Today's meeting between the larger-than-life news mogul Rupert Murdoch and the Bancroft family, coupon-clipping owners of Dow Jones, has gripped the little world of journalists. "The rotten old bastard intends to charm them all with his lies," warned Slate media critic Jack Shafer. The idea that Murdoch might get his mitts on the Wall Street Journal has folks scandalized, as though Larry Flynt were buying the New York City Ballet.

What's missing from this picture is the true villain.

If Murdoch wins Dow Jones, it won't be because he's evil. It will be the result of decades of mismanagement of one of the world's great sources of news and analysis. All the Journal's Pulitzer Prizes can't mask the fact that, while demand for high-quality financial and political news exploded, the value of America's leading business newspaper first sank, then stagnated.

Wall Street's judgment on Dow Jones ownership is pitiless. Investors in Murdoch's News Corporation hardly batted an eye when the old man bid $60 a share for a company that has been south of $40 a share for years. That enormous premium is the financial community's rough measure of the value of new management.

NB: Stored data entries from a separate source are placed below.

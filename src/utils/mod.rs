pub mod constants;
pub mod string_utils;

pub use constants::*;
pub use string_utils::*;
//! Server-sent events decoding for streaming model responses
//!
//! All three provider protocols deliver their deltas as SSE `data:` lines.
//! [`SseDecoder`] is a pure byte-to-event decoder; [`fragment_stream`] glues
//! it to a `reqwest` response and a provider-specific extractor.

use std::collections::VecDeque;
use std::time::Duration;

use futures::stream::{self, BoxStream, Stream, StreamExt, TryStreamExt};
use reqwest::RequestBuilder;
use serde::de::DeserializeOwned;

use super::backend::BackendError;
use crate::utils::preview;

/// Sentinel that ends OpenAI-compatible streams
const DONE_SENTINEL: &str = "[DONE]";

/// Max characters of an error body kept in `BackendError::Status`
const ERROR_BODY_CHARS: usize = 1000;

/// One dispatched event
#[derive(Debug, Clone, PartialEq, Eq)]
pub struct SseEvent {
    /// Value of the `event:` field, if any
    pub event: Option<String>,
    /// `data:` lines joined with `\n`
    pub data: String,
}

/// Incremental SSE decoder
///
/// Bytes are buffered until a full line is available, so multi-byte UTF-8
/// sequences split across network chunks decode correctly.
#[derive(Debug, Default)]
pub struct SseDecoder {
    buffer: Vec<u8>,
    event: Option<String>,
    data: Vec<String>,
}

impl SseDecoder {
    #[must_use]
    pub fn new() -> Self {
        Self::default()
    }

    /// Feed a chunk, returning every event it completes
    pub fn push(&mut self, chunk: &[u8]) -> Vec<SseEvent> {
        self.buffer.extend_from_slice(chunk);

        let mut events = Vec::new();
        while let Some(pos) = self.buffer.iter().position(|&b| b == b'\n') {
            let raw: Vec<u8> = self.buffer.drain(..=pos).collect();
            let line = String::from_utf8_lossy(&raw[..raw.len() - 1]).into_owned();
            if let Some(event) = self.process_line(line.trim_end_matches('\r')) {
                events.push(event);
            }
        }
        events
    }

    /// Flush a trailing event not terminated by a blank line
    pub fn finish(&mut self) -> Option<SseEvent> {
        if !self.buffer.is_empty() {
            let rest = std::mem::take(&mut self.buffer);
            let line = String::from_utf8_lossy(&rest).into_owned();
            if let Some(event) = self.process_line(line.trim_end_matches('\r')) {
                return Some(event);
            }
        }
        self.dispatch()
    }

    fn process_line(&mut self, line: &str) -> Option<SseEvent> {
        if line.is_empty() {
            return self.dispatch();
        }
        // comment / keep-alive
        if line.starts_with(':') {
            return None;
        }

        let (field, value) = match line.split_once(':') {
            Some((field, value)) => (field, value.strip_prefix(' ').unwrap_or(value)),
            None => (line, ""),
        };
        match field {
            "data" => self.data.push(value.to_string()),
            "event" => self.event = Some(value.to_string()),
            _ => {}
        }
        None
    }

    fn dispatch(&mut self) -> Option<SseEvent> {
        if self.data.is_empty() {
            self.event = None;
            return None;
        }
        Some(SseEvent {
            event: self.event.take(),
            data: std::mem::take(&mut self.data).join("\n"),
        })
    }
}

/// Turns one provider event into a text delta
///
/// `Ok(None)` skips the event (metadata, pings, malformed JSON).
pub(crate) type Extractor = fn(&SseEvent) -> Result<Option<String>, BackendError>;

/// Parse an event payload, logging and skipping malformed JSON
pub(crate) fn parse_event<T: DeserializeOwned>(event: &SseEvent) -> Option<T> {
    match serde_json::from_str(&event.data) {
        Ok(parsed) => Some(parsed),
        Err(e) => {
            tracing::debug!(error = %e, data = %preview(&event.data, 120), "Skipping malformed event");
            None
        }
    }
}

pub(crate) fn map_reqwest_error(error: reqwest::Error, timeout: Duration) -> BackendError {
    if error.is_timeout() {
        BackendError::Timeout(timeout)
    } else {
        BackendError::Http(error)
    }
}

/// Send `request` and stream the text deltas `extract` finds in its events
pub(crate) fn fragment_stream(
    request: RequestBuilder,
    timeout: Duration,
    extract: Extractor,
) -> BoxStream<'static, Result<String, BackendError>> {
    let connect = async move {
        let response = request
            .timeout(timeout)
            .send()
            .await
            .map_err(|e| map_reqwest_error(e, timeout))?;

        let status = response.status();
        if !status.is_success() {
            let body = response.text().await.unwrap_or_default();
            tracing::error!(
                status = status.as_u16(),
                body = %preview(&body, 200),
                "Model request rejected"
            );
            return Err(BackendError::Status {
                status: status.as_u16(),
                body: preview(&body, ERROR_BODY_CHARS),
            });
        }

        Ok(decode(response.bytes_stream().boxed(), timeout, extract))
    };

    stream::once(connect).try_flatten().boxed()
}

struct DecodeState<S> {
    body: S,
    decoder: SseDecoder,
    pending: VecDeque<Result<String, BackendError>>,
    finished: bool,
    timeout: Duration,
    extract: Extractor,
}

impl<S> DecodeState<S> {
    fn extract_all(&mut self, events: impl IntoIterator<Item = SseEvent>) {
        for event in events {
            if event.data.trim() == DONE_SENTINEL {
                self.finished = true;
                return;
            }
            match (self.extract)(&event) {
                Ok(Some(text)) if !text.is_empty() => self.pending.push_back(Ok(text)),
                Ok(_) => {}
                Err(e) => {
                    self.pending.push_back(Err(e));
                    self.finished = true;
                    return;
                }
            }
        }
    }
}

fn decode<S, B>(
    body: S,
    timeout: Duration,
    extract: Extractor,
) -> impl Stream<Item = Result<String, BackendError>> + Send + 'static
where
    S: Stream<Item = reqwest::Result<B>> + Send + Unpin + 'static,
    B: AsRef<[u8]> + Send + 'static,
{
    let state = DecodeState {
        body,
        decoder: SseDecoder::new(),
        pending: VecDeque::new(),
        finished: false,
        timeout,
        extract,
    };

    stream::unfold(state, |mut state| async move {
        loop {
            if let Some(item) = state.pending.pop_front() {
                return Some((item, state));
            }
            if state.finished {
                return None;
            }

            match state.body.next().await {
                Some(Ok(chunk)) => {
                    let events = state.decoder.push(chunk.as_ref());
                    state.extract_all(events);
                }
                Some(Err(e)) => {
                    state.finished = true;
                    let error = map_reqwest_error(e, state.timeout);
                    return Some((Err(error), state));
                }
                None => {
                    let last = state.decoder.finish();
                    state.extract_all(last);
                    state.finished = true;
                }
            }
        }
    })
}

The litany of Dow Jones stumbles and fumbles is well-known. As the hands-off Bancrofts watched from a distance, the company failed to move nimbly into the digital age. A single able entrepreneur, Michael Bloomberg, captured the desktop financial analysis business as Dow Jones dawdled. Meanwhile, a newspaper with huge circulation (over two million) and a relatively small staff (half the size of the Los Angeles Times) for some reason lagged the industry in profitability.

We journalists have a way of making heroes out of poor managers, as long as they lavishly publish our peerless prose. I've been guilty of it myself. I owe my early career to the largesse of Otis Chandler's Times-Mirror Co. and Alvah Chapman's Knight-Ridder. Believe me, those were swell times. And I watched some great journalism being done—but upstairs those companies were failing to defend their market positions and misunderstanding the future.

Neither of those companies exists any longer, and that great journalism is threatened because of it.

In the weeks since Murdoch made his bid for Dow Jones, a number of writers have asserted that the Journal lags precisely because it is so good—that excellence is expensive and high-quality journalism cannot turn a good profit in a competitive era. There are at least two problems with this argument.

First, it's dangerous. If journalists don't have faith in the value of our product, why should anyone else? The craft of Franklin, Pulitzer and Graham is too vital to be reduced to a charity case.

Second, it's wrong. Operations as diverse as the New Yorker magazine, the newspaper USA Today and Bloomberg's news service have all managed (through various ups and downs in a turbulent business) to strengthen their journalism while improving their financial performance.

It isn't easy. The way forward may not be entirely clear. But discipline and vision are what good management is all about, and in the long run we'd be better off to embrace these qualities than to pin our futures on amiable incompetence.